◆ **Exercise brief**: Look for "nPractice" in the material below and show each line that contains it.

◆ **Dataset records**:

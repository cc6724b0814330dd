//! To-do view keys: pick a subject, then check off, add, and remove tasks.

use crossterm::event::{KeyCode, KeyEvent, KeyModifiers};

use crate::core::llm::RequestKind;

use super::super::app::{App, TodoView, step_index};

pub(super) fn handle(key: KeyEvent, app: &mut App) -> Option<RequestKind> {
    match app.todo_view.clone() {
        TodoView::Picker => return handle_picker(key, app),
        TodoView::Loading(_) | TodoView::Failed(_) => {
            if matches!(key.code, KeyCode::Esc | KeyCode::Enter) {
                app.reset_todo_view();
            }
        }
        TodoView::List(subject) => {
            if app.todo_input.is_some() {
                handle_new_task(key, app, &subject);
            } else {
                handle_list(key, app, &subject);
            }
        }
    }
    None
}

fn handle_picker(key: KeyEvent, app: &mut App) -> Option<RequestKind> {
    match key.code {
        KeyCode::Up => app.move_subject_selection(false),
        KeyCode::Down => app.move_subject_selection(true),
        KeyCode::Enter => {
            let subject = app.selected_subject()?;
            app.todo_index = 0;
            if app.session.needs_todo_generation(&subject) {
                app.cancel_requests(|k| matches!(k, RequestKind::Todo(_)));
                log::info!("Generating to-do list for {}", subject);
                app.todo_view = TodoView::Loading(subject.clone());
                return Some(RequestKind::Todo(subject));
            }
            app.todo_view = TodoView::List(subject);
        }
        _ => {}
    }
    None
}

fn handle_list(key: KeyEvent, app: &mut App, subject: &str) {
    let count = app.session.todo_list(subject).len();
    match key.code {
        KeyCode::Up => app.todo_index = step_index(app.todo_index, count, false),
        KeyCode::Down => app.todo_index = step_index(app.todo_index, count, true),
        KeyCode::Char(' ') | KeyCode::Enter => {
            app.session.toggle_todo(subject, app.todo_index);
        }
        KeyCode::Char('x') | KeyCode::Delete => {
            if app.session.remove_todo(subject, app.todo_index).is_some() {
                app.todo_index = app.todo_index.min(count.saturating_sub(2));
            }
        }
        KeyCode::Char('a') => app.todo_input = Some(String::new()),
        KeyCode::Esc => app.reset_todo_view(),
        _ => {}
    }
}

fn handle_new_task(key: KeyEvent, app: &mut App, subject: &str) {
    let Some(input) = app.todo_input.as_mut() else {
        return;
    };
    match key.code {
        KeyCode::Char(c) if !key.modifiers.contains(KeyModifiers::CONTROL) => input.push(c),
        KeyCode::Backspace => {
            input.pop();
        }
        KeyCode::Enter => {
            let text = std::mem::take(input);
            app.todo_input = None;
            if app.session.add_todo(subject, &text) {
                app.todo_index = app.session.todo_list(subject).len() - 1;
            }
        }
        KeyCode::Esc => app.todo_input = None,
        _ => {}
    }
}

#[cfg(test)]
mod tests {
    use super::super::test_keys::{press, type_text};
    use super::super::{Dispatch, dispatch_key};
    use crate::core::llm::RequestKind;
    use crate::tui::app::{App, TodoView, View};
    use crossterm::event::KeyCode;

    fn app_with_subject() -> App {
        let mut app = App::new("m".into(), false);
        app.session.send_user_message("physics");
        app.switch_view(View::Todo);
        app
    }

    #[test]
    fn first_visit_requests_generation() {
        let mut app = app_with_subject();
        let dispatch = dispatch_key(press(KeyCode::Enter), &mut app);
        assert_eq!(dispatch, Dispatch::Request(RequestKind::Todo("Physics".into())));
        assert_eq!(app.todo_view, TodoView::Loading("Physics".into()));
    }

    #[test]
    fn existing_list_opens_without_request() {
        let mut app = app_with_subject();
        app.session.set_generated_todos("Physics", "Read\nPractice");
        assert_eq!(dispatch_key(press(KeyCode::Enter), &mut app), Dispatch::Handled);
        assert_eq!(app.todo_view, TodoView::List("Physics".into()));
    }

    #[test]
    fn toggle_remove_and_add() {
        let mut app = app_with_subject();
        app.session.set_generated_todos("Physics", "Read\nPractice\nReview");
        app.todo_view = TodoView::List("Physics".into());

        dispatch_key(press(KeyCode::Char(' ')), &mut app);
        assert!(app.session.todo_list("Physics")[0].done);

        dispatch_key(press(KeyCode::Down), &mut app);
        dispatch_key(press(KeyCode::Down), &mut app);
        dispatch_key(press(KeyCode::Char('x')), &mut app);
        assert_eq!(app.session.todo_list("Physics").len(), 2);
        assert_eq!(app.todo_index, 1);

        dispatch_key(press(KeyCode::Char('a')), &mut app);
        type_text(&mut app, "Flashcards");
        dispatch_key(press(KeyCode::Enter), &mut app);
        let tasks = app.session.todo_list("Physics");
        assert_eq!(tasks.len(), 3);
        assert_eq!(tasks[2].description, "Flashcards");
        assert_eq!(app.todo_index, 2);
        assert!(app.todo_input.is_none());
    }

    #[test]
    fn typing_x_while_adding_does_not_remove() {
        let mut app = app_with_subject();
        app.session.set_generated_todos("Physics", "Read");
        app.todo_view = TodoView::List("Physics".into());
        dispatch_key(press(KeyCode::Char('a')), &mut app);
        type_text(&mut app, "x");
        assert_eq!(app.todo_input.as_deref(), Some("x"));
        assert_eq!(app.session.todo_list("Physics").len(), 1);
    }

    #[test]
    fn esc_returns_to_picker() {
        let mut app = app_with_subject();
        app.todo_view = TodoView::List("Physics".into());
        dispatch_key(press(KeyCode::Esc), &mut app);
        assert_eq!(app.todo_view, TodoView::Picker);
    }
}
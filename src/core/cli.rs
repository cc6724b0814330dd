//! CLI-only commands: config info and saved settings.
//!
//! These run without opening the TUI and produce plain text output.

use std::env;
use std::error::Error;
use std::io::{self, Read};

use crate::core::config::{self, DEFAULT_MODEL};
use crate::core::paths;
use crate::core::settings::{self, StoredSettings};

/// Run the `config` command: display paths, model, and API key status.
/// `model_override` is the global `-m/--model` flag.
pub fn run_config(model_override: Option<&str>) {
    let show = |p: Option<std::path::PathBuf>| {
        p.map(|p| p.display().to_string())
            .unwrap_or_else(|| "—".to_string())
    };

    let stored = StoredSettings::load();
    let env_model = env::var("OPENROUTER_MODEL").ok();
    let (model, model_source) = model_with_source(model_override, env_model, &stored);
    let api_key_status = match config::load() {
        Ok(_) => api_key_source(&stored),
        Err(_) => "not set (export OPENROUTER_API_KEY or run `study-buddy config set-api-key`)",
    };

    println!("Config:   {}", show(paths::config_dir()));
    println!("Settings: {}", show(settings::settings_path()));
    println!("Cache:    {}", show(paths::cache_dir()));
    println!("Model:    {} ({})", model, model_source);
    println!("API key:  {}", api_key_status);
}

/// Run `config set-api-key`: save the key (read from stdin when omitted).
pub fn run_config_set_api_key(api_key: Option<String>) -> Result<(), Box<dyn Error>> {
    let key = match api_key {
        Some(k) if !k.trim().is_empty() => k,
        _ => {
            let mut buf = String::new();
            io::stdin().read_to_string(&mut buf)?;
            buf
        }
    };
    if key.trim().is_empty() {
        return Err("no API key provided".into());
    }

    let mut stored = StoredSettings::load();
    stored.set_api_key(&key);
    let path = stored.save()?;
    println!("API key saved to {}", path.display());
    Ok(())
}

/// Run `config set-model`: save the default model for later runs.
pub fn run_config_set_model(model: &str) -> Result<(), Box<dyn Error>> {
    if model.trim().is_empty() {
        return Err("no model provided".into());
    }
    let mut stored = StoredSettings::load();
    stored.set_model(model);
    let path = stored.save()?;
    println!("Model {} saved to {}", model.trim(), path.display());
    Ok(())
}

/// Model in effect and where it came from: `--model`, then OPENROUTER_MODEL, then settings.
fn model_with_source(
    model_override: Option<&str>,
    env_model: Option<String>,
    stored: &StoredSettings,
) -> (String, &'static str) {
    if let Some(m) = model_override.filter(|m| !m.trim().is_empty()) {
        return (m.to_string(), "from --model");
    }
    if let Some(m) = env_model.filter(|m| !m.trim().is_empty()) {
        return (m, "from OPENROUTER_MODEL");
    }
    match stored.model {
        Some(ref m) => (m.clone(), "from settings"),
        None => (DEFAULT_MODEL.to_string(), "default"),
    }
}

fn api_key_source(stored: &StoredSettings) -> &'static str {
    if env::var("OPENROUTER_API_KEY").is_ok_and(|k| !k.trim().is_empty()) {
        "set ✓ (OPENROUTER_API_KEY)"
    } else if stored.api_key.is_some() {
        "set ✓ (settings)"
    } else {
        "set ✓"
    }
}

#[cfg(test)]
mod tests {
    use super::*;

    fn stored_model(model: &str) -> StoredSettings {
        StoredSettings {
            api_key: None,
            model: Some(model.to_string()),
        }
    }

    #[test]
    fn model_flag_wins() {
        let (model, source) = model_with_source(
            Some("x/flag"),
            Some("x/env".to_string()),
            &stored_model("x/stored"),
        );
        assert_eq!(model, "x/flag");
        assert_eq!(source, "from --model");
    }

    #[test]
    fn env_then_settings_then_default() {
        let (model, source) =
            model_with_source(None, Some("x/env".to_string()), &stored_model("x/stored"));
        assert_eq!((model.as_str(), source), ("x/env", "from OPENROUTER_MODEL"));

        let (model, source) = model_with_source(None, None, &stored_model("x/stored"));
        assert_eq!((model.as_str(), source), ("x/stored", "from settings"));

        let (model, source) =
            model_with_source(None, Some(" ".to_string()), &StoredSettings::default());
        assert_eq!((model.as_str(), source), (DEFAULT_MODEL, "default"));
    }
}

◆ **Solution for this problem**:
        app.session.set_generated_todos("Physics", "Read\nPractice");
        app.session.set_generated_todos("Physics", "Read\nPractice\nReview");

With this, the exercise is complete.